**** LISTED RECORDS ****

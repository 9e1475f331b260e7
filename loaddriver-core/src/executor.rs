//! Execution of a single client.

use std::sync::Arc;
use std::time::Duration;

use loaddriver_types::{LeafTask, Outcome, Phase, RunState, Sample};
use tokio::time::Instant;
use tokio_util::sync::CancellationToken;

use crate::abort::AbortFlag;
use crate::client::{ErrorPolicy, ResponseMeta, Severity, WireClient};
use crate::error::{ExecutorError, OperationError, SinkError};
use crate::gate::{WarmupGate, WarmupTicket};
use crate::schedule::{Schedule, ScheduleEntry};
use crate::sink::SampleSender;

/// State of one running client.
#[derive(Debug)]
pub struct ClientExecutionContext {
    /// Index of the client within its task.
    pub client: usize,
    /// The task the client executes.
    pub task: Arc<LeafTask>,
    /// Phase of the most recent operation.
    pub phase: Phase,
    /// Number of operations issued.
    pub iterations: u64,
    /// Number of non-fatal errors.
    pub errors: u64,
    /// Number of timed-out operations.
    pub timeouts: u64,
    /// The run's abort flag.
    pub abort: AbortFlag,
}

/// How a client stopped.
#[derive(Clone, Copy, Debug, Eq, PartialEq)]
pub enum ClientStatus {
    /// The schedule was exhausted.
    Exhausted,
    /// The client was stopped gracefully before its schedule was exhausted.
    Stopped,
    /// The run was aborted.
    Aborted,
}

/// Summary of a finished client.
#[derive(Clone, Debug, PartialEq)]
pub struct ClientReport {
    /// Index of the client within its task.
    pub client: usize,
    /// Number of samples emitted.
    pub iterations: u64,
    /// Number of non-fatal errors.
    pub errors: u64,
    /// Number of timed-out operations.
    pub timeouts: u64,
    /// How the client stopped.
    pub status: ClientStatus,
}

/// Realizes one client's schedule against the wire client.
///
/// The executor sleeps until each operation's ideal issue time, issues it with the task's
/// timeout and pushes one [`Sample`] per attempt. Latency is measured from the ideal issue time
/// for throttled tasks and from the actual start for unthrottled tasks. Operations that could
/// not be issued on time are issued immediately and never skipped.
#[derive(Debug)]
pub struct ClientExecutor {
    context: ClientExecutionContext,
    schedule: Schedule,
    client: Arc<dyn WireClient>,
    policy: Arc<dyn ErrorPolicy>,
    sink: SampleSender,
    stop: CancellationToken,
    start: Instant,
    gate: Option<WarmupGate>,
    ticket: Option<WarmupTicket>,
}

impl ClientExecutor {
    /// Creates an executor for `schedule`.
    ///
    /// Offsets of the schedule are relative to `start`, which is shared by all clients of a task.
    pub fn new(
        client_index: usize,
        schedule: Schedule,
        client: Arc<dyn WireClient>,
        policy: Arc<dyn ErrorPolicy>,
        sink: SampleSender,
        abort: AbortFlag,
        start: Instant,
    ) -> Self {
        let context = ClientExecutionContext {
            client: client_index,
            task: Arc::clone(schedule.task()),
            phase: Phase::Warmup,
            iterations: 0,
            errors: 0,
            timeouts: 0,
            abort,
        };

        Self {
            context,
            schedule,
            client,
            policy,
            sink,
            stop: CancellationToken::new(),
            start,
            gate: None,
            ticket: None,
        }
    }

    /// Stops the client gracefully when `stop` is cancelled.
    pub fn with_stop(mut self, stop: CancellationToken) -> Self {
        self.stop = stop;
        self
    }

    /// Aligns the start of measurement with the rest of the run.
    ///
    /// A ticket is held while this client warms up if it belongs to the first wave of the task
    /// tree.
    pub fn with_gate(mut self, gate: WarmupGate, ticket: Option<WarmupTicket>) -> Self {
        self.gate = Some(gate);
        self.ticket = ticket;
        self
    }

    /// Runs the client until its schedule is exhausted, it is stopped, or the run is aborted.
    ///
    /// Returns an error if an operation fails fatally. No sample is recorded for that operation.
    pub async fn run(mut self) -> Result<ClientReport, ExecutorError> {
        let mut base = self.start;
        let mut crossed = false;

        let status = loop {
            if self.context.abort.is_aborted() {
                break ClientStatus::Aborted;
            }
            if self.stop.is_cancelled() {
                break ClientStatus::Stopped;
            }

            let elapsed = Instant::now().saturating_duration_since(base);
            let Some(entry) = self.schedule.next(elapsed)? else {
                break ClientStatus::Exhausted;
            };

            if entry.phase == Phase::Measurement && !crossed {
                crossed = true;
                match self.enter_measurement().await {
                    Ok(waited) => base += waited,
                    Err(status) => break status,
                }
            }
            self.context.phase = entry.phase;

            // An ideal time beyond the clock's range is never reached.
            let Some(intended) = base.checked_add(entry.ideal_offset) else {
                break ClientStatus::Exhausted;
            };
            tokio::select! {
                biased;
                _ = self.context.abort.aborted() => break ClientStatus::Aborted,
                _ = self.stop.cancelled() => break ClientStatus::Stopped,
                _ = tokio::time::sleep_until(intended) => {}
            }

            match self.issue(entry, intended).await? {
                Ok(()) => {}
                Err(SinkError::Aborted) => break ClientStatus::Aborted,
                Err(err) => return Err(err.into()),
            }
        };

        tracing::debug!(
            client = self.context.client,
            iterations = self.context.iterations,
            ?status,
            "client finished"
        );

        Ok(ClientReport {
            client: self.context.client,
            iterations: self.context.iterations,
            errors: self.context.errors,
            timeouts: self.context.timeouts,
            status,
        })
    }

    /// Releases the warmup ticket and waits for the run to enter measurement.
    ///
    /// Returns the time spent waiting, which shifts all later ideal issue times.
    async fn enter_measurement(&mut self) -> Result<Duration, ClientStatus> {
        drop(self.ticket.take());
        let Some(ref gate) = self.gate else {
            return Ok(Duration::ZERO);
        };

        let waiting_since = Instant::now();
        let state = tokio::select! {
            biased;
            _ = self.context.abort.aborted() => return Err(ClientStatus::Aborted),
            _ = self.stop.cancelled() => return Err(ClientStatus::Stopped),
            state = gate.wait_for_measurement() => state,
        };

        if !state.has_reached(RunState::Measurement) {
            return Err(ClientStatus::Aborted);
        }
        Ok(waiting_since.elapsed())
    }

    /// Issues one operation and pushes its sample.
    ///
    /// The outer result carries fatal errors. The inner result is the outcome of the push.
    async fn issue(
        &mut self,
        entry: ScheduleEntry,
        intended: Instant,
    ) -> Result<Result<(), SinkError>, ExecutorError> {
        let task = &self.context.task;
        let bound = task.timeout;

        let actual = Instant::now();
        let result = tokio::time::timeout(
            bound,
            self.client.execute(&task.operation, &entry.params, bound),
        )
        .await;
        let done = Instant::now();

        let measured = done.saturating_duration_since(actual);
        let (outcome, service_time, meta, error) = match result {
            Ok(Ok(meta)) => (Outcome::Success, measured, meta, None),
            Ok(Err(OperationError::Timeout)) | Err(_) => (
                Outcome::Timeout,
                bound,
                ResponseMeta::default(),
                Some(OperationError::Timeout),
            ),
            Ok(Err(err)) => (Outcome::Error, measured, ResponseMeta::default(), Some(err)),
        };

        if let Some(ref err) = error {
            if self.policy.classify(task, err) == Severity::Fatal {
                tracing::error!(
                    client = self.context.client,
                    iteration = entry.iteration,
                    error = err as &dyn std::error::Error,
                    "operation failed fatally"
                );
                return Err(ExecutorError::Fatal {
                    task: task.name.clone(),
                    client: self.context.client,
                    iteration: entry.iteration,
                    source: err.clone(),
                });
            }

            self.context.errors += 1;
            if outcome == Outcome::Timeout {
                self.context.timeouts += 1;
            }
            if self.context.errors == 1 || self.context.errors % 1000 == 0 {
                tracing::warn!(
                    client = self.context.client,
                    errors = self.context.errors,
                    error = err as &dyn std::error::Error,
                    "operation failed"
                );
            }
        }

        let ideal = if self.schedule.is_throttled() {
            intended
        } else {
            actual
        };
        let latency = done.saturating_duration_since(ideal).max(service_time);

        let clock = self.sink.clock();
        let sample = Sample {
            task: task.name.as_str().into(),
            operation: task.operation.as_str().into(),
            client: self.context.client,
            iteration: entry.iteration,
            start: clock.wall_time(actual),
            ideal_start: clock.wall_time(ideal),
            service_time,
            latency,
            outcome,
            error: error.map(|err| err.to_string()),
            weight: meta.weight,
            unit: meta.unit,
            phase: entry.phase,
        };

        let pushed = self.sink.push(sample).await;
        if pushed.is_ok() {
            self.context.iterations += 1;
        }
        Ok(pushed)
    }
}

****

EXERCISE GOAL - Up to and including the line with "the wire client.", restate the records above word for word from the very first line.

REPLY TO THE EXERCISE -
repository 9e1475f331b260e7
filename loaddriver-core/src/executor.rs
//! Execution of a single client.

use std::sync::Arc;
use std::time::Duration;

use loaddriver_types::{LeafTask, Outcome, Phase, RunState, Sample};
use tokio::time::Instant;
use tokio_util::sync::CancellationToken;

use crate::abort::AbortFlag;
use crate::client::{ErrorPolicy, ResponseMeta, Severity, WireClient};
use crate::error::{ExecutorError, OperationError, SinkError};
use crate::gate::{WarmupGate, WarmupTicket};
use crate::schedule::{Schedule, ScheduleEntry};
use crate::sink::SampleSender;

/// State of one running client.
#[derive(Debug)]
pub struct ClientExecutionContext {
    /// Index of the client within its task.
    pub client: usize,
    /// The task the client executes.
    pub task: Arc<LeafTask>,
    /// Phase of the most recent operation.
    pub phase: Phase,
    /// Number of operations issued.
    pub iterations: u64,
    /// Number of non-fatal errors.
    pub errors: u64,
    /// Number of timed-out operations.
    pub timeouts: u64,
    /// The run's abort flag.
    pub abort: AbortFlag,
}

/// How a client stopped.
#[derive(Clone, Copy, Debug, Eq, PartialEq)]
pub enum ClientStatus {
    /// The schedule was exhausted.
    Exhausted,
    /// The client was stopped gracefully before its schedule was exhausted.
    Stopped,
    /// The run was aborted.
    Aborted,
}

/// Summary of a finished client.
#[derive(Clone, Debug, PartialEq)]
pub struct ClientReport {
    /// Index of the client within its task.
    pub client: usize,
    /// Number of samples emitted.
    pub iterations: u64,
    /// Number of non-fatal errors.
    pub errors: u64,
    /// Number of timed-out operations.
    pub timeouts: u64,
    /// How the client stopped.
    pub status: ClientStatus,
}

/// Realizes one client's schedule against the wire client.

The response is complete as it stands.